Exercise >> Consider the entries below. Count the lines holding the string "Error" and state the number only.

Material to process >>

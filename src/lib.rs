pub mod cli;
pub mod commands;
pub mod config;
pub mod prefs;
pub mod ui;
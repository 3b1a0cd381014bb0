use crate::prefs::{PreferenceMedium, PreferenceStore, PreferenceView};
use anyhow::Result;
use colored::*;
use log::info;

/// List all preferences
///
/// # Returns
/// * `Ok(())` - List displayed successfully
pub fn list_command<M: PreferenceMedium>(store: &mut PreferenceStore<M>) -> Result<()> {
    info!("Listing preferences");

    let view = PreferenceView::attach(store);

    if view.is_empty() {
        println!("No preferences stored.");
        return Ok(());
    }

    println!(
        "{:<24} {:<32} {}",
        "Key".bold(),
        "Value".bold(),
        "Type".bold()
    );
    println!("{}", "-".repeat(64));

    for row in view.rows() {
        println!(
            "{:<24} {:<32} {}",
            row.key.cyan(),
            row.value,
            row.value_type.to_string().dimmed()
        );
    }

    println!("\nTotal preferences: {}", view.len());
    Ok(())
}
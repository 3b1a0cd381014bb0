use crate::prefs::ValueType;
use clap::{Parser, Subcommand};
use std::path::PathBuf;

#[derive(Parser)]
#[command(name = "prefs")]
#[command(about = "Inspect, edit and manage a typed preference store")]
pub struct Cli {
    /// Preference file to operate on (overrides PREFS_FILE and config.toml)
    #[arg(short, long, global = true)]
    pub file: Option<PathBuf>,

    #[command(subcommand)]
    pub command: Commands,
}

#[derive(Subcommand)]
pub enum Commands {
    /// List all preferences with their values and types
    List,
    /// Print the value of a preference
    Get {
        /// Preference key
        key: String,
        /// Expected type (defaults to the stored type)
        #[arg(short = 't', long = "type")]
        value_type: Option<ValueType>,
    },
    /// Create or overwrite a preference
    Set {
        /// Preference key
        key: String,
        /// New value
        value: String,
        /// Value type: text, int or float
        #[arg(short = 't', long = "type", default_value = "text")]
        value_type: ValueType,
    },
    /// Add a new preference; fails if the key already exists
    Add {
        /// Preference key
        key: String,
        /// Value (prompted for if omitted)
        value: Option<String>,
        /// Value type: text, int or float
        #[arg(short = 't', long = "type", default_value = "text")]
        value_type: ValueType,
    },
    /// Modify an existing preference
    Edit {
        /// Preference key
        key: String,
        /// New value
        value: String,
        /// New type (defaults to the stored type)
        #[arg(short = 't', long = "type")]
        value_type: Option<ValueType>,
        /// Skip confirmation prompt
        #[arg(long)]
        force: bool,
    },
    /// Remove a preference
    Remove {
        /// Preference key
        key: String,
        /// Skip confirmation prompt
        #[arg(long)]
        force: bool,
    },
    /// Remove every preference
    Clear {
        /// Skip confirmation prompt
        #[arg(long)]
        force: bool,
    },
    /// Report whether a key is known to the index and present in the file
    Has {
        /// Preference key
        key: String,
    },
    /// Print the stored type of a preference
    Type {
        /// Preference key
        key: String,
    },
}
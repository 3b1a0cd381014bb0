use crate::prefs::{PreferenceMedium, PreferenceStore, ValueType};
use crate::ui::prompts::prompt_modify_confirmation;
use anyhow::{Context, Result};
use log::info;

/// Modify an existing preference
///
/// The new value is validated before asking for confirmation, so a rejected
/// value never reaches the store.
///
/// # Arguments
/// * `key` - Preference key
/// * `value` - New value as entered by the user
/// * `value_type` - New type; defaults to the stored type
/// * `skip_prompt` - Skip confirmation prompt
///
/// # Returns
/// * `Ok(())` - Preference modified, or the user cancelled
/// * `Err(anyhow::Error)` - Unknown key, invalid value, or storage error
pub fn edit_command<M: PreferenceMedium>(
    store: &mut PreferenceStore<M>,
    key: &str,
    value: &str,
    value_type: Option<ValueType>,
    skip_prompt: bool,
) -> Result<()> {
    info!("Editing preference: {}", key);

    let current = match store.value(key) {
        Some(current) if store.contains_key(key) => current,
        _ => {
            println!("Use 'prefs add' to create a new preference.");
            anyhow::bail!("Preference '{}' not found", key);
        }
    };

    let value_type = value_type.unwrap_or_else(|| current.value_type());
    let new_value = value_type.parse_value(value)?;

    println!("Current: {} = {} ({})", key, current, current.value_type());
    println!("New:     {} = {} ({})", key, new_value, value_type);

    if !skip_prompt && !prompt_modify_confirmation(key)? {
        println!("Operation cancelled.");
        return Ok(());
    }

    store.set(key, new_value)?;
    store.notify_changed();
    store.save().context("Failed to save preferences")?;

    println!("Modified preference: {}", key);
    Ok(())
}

==

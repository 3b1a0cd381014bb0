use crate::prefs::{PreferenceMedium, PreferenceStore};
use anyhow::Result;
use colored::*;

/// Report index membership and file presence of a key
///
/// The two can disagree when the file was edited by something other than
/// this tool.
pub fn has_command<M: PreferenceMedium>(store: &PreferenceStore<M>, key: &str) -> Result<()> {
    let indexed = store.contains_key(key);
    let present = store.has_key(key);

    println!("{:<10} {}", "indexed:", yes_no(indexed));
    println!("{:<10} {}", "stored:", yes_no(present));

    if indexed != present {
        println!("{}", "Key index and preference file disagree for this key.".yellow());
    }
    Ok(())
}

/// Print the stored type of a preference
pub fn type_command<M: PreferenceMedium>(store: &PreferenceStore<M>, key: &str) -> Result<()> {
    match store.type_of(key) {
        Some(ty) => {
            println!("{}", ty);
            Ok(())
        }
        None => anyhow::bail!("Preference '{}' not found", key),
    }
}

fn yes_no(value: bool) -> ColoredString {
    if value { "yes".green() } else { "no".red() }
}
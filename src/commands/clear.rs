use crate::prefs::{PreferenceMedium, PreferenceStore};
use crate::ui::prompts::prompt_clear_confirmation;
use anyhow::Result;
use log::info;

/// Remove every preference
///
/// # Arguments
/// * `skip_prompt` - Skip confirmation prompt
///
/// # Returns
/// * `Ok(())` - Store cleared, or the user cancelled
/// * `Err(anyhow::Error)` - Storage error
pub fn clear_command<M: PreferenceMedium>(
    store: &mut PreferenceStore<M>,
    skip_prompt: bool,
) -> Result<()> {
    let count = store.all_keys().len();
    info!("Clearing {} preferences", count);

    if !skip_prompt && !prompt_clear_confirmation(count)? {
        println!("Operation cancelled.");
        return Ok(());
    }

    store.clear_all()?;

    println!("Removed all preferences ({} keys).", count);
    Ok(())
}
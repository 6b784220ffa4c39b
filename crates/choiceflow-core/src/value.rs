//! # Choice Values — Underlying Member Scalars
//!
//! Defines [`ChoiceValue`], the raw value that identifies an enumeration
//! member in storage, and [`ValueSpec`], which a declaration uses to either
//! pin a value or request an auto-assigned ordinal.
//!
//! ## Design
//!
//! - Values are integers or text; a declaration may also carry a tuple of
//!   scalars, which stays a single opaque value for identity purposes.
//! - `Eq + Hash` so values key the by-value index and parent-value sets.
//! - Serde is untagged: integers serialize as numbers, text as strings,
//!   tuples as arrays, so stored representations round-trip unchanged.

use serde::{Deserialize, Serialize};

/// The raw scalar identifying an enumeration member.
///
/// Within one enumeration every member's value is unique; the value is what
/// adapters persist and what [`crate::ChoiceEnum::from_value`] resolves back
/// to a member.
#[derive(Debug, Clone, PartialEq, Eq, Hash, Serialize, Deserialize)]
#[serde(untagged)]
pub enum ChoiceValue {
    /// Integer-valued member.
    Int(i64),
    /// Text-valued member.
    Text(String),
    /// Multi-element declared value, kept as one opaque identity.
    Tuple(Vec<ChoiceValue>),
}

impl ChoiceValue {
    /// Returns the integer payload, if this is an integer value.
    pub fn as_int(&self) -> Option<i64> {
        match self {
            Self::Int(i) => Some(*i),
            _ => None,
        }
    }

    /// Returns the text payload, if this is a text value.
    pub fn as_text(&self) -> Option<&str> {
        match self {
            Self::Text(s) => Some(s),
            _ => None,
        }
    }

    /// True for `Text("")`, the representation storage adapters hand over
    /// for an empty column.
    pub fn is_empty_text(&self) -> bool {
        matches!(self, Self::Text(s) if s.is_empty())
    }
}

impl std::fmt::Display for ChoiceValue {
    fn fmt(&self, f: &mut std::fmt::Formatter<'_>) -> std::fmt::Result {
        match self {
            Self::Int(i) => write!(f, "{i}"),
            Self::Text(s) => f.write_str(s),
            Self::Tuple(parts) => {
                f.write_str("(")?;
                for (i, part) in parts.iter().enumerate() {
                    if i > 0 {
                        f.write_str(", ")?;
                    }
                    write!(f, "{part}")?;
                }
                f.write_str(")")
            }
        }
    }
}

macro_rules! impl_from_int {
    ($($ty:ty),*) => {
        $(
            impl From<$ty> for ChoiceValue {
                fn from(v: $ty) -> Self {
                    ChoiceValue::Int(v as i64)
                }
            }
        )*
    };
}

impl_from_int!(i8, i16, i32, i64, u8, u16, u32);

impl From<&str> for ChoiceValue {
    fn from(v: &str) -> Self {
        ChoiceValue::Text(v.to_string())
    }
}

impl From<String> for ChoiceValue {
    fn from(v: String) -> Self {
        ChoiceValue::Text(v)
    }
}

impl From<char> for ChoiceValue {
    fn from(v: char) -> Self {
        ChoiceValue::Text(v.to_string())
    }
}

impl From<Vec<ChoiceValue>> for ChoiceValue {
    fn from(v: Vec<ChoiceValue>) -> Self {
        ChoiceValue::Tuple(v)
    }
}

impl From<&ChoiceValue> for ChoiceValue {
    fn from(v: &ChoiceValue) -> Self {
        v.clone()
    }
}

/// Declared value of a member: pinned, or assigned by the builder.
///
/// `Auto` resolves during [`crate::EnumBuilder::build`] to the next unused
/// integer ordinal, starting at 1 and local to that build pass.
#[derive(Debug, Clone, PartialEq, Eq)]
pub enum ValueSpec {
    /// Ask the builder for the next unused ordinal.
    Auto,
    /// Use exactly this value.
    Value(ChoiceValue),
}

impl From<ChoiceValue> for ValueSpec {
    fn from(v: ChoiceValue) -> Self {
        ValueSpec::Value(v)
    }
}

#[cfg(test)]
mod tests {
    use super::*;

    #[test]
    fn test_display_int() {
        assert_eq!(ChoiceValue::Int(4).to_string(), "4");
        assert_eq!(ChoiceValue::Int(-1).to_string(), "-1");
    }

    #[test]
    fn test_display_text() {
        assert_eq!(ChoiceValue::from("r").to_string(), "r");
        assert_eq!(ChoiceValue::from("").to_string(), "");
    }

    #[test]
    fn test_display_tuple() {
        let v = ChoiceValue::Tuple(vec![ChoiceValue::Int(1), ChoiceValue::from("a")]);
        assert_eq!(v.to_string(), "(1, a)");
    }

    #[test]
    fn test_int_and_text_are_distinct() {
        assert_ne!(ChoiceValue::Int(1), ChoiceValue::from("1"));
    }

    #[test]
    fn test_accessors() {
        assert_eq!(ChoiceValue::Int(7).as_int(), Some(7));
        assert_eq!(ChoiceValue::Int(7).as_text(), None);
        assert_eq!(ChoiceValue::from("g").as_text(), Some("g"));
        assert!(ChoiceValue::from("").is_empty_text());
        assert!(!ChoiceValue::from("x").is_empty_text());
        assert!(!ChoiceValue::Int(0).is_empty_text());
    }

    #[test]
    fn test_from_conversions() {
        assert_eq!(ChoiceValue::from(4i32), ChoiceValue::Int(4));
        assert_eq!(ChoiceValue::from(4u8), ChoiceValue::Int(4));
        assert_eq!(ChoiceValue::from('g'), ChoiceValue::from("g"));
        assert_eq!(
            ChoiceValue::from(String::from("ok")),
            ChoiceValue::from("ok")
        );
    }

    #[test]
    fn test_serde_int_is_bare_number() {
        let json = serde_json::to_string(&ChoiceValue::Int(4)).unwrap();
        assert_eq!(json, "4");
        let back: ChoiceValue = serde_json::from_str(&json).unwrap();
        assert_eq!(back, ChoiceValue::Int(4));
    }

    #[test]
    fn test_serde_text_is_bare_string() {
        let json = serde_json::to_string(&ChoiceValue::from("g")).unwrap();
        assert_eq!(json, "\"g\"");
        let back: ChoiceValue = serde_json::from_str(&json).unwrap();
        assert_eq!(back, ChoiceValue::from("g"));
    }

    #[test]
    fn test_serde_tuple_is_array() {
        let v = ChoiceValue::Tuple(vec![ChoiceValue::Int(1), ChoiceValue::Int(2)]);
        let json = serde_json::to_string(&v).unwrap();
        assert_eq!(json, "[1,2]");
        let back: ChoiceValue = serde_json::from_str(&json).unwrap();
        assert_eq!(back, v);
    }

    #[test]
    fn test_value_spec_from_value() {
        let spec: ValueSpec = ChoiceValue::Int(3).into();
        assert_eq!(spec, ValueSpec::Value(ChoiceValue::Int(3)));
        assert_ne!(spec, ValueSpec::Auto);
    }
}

Exercise output >> 2